= ABOUT THIS TASK =
Counting only lines that contain the word "usize", state the total for the listing below and nothing else.

================================

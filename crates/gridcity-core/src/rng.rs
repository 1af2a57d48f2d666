//! Injectable randomness.
//!
//! Every probabilistic decision (catch rolls, fire spread, self-extinguish)
//! draws a basis-point roll from a [`RollSource`]. A roll `r` succeeds
//! against a chance `c` when `r < c`, so a chance of 0 never succeeds and a
//! chance of 10 000 always does.

use std::collections::VecDeque;

use rand::rngs::{SmallRng, StdRng};
use rand::{Rng, SeedableRng};

use crate::config::BP_SCALE;

/// Source of uniformly distributed rolls in `0..10_000`.
pub trait RollSource {
    /// Draw the next roll.
    fn roll_bp(&mut self) -> u32;

    /// Draw a roll and test it against `chance_bp`.
    fn chance(&mut self, chance_bp: u32) -> bool {
        self.roll_bp() < chance_bp
    }

    /// Split off an independent source for a long planning pass, so a
    /// shared source is only borrowed for the split.
    fn fork(&mut self) -> Box<dyn RollSource + Send>;
}

/// Rolls backed by any [`rand::Rng`].
#[derive(Debug, Clone)]
pub struct RngRolls<R> {
    rng: R,
}

impl<R: Rng> RngRolls<R> {
    /// Wrap a generator.
    pub const fn new(rng: R) -> Self {
        Self { rng }
    }
}

impl RngRolls<StdRng> {
    /// A generator seeded from `seed`, or from the OS when `None`.
    pub fn seeded(seed: Option<u64>) -> Self {
        let rng = seed.map_or_else(StdRng::from_os_rng, StdRng::seed_from_u64);
        Self::new(rng)
    }
}

impl<R: Rng> RollSource for RngRolls<R> {
    fn roll_bp(&mut self) -> u32 {
        self.rng.random_range(0..BP_SCALE)
    }

    fn fork(&mut self) -> Box<dyn RollSource + Send> {
        let seed: u64 = self.rng.random();
        Box::new(RngRolls::new(SmallRng::seed_from_u64(seed)))
    }
}

/// A fixed sequence of rolls, for exact scenarios in tests and replays.
///
/// Once the script runs out every roll is `9_999`, which fails any chance
/// short of certainty. A fork takes over the rest of the script.
#[derive(Debug, Clone, Default)]
pub struct ScriptedRolls {
    rolls: VecDeque<u32>,
    drawn: usize,
}

impl ScriptedRolls {
    /// Script the given rolls, drawn front to back.
    pub fn new(rolls: impl IntoIterator<Item = u32>) -> Self {
        Self {
            rolls: rolls.into_iter().collect(),
            drawn: 0,
        }
    }

    /// A script that never succeeds.
    pub fn never() -> Self {
        Self::default()
    }

    /// How many rolls have been drawn so far.
    pub const fn drawn(&self) -> usize {
        self.drawn
    }

    /// How many scripted rolls remain.
    pub fn remaining(&self) -> usize {
        self.rolls.len()
    }
}

impl RollSource for ScriptedRolls {
    fn roll_bp(&mut self) -> u32 {
        self.drawn = self.drawn.saturating_add(1);
        self.rolls
            .pop_front()
            .map_or(BP_SCALE.saturating_sub(1), |roll| roll.min(BP_SCALE.saturating_sub(1)))
    }

    fn fork(&mut self) -> Box<dyn RollSource + Send> {
        Box::new(Self::new(std::mem::take(&mut self.rolls)))
    }
}
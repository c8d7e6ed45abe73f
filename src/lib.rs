//! Quillpost: a small publishing service with signed-session authentication.
//!
//! Users register, log in, and create or edit posts that optionally carry an
//! uploaded image. Identity is a stateless signed token in an HttpOnly
//! cookie; every request is annotated with its identity, protected routes
//! are gated, and post edits require ownership.

pub mod api;
pub mod auth;
pub mod blobs;
pub mod cli;
pub mod db;
pub mod jwt;
pub mod password;

use api::{AppState, create_router};
use axum::Router;
use blobs::BlobStore;
use db::Database;
use jwt::JwtConfig;
use std::path::PathBuf;
use std::sync::Arc;
use tokio::net::TcpListener;

pub struct ServerConfig {
    /// Database connection (cloneable, uses a connection pool internally)
    pub db: Database,
    /// Secret for signing session tokens, loaded once at startup
    pub session_secret: Vec<u8>,
    /// Directory where uploaded images are stored
    pub uploads_dir: PathBuf,
    /// Whether to set the Secure flag on session cookies (behind HTTPS)
    pub secure_cookies: bool,
}

/// Create the application router with the given configuration.
pub fn create_app(config: &ServerConfig) -> Router {
    let state = AppState {
        db: config.db.clone(),
        jwt: Arc::new(JwtConfig::new(&config.session_secret)),
        blobs: BlobStore::new(config.uploads_dir.clone()),
        secure_cookies: config.secure_cookies,
    };
    create_router(state)
}

/// Run the server on the given listener. Blocks until the server exits.
pub async fn run_server(config: ServerConfig, listener: TcpListener) -> Result<(), std::io::Error> {
    let app = create_app(&config);
    axum::serve(listener, app).await
}
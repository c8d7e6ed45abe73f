//! User storage.

use sqlx::sqlite::SqlitePool;

#[derive(Clone)]
pub struct UserStore {
    pool: SqlitePool,
}

/// A stored user. `password_hash` is always a bcrypt digest; plaintext
/// passwords are hashed before they reach this layer.
#[derive(Debug, Clone, sqlx::FromRow)]
pub struct User {
    pub id: i64,
    pub uuid: String,
    pub full_name: String,
    pub email: String,
    pub username: String,
    pub password_hash: String,
    pub profile_image: Option<String>,
    pub created_at: String,
}

/// Fields required to create a user.
#[derive(Debug, Clone, Copy)]
pub struct NewUser<'a> {
    pub full_name: &'a str,
    pub email: &'a str,
    pub username: &'a str,
    pub password_hash: &'a str,
    pub profile_image: Option<&'a str>,
}

const USER_COLUMNS: &str =
    "id, uuid, full_name, email, username, password_hash, profile_image, created_at";

impl UserStore {
    pub fn new(pool: SqlitePool) -> Self {
        Self { pool }
    }

    /// Create a user. Returns the generated user UUID.
    pub async fn create(&self, user: NewUser<'_>) -> Result<String, sqlx::Error> {
        let uuid = uuid::Uuid::new_v4().to_string();
        sqlx::query(
            "INSERT INTO users (uuid, full_name, email, username, password_hash, profile_image)
             VALUES (?, ?, ?, ?, ?, ?)",
        )
        .bind(&uuid)
        .bind(user.full_name)
        .bind(user.email)
        .bind(user.username)
        .bind(user.password_hash)
        .bind(user.profile_image)
        .execute(&self.pool)
        .await?;
        Ok(uuid)
    }

    /// Get a user by username.
    pub async fn get_by_username(&self, username: &str) -> Result<Option<User>, sqlx::Error> {
        sqlx::query_as(&format!(
            "SELECT {} FROM users WHERE username = ?",
            USER_COLUMNS
        ))
        .bind(username)
        .fetch_optional(&self.pool)
        .await
    }

    /// Get a user by UUID.
    pub async fn get_by_uuid(&self, uuid: &str) -> Result<Option<User>, sqlx::Error> {
        sqlx::query_as(&format!("SELECT {} FROM users WHERE uuid = ?", USER_COLUMNS))
            .bind(uuid)
            .fetch_optional(&self.pool)
            .await
    }

    /// Update profile fields. The password hash and profile image are left
    /// untouched. Returns true when a row changed.
    pub async fn update_profile(
        &self,
        uuid: &str,
        full_name: &str,
        email: &str,
        username: &str,
    ) -> Result<bool, sqlx::Error> {
        let result =
            sqlx::query("UPDATE users SET full_name = ?, email = ?, username = ? WHERE uuid = ?")
                .bind(full_name)
                .bind(email)
                .bind(username)
                .bind(uuid)
                .execute(&self.pool)
                .await?;
        Ok(result.rows_affected() > 0)
    }

    /// Check if a username is free (case-insensitive, per the schema).
    pub async fn is_username_available(&self, username: &str) -> Result<bool, sqlx::Error> {
        let count: (i32,) = sqlx::query_as("SELECT COUNT(*) FROM users WHERE username = ?")
            .bind(username)
            .fetch_one(&self.pool)
            .await?;
        Ok(count.0 == 0)
    }
}
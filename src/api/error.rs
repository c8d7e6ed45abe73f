//! Shared error handling for route handlers.
//!
//! Every handler failure converts to a response here; nothing propagates to
//! the transport layer unhandled. Storage failures are logged with their
//! detail and answered with a generic message.

use axum::{
    Json,
    http::StatusCode,
    response::{IntoResponse, Response},
};
use serde::Serialize;
use tracing::error;

/// Extension trait for concise storage-error mapping on Results.
pub trait ResultExt<T> {
    fn db_err(self, msg: &str) -> Result<T, ApiError>;
}

impl<T, E: std::fmt::Display> ResultExt<T> for Result<T, E> {
    fn db_err(self, msg: &str) -> Result<T, ApiError> {
        self.map_err(|e| ApiError::storage(msg, e))
    }
}

/// Handler error with automatic response conversion.
pub enum ApiError {
    BadRequest(String),
    Forbidden(String),
    NotFound(String),
    Internal(String),
}

impl ApiError {
    pub fn bad_request(msg: impl Into<String>) -> Self {
        Self::BadRequest(msg.into())
    }

    pub fn forbidden(msg: impl Into<String>) -> Self {
        Self::Forbidden(msg.into())
    }

    pub fn not_found(msg: impl Into<String>) -> Self {
        Self::NotFound(msg.into())
    }

    /// Log the detail, hand the caller a generic message.
    pub fn storage(context: &str, e: impl std::fmt::Display) -> Self {
        error!("{}: {}", context, e);
        Self::Internal("Server error".into())
    }
}

#[derive(Serialize)]
struct ErrorResponse {
    error: String,
}

impl IntoResponse for ApiError {
    fn into_response(self) -> Response {
        let (status, message) = match self {
            ApiError::BadRequest(msg) => (StatusCode::BAD_REQUEST, msg),
            ApiError::Forbidden(msg) => (StatusCode::FORBIDDEN, msg),
            ApiError::NotFound(msg) => (StatusCode::NOT_FOUND, msg),
            ApiError::Internal(msg) => (StatusCode::INTERNAL_SERVER_ERROR, msg),
        };
        (status, Json(ErrorResponse { error: message })).into_response()
    }
}

/// Validate a path identifier before it reaches a store.
pub fn validate_id(id: &str) -> Result<(), ApiError> {
    if uuid::Uuid::parse_str(id).is_err() {
        return Err(ApiError::bad_request("Invalid post id"));
    }
    Ok(())
}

================================

= SOLUTION TO THIS TASK =
3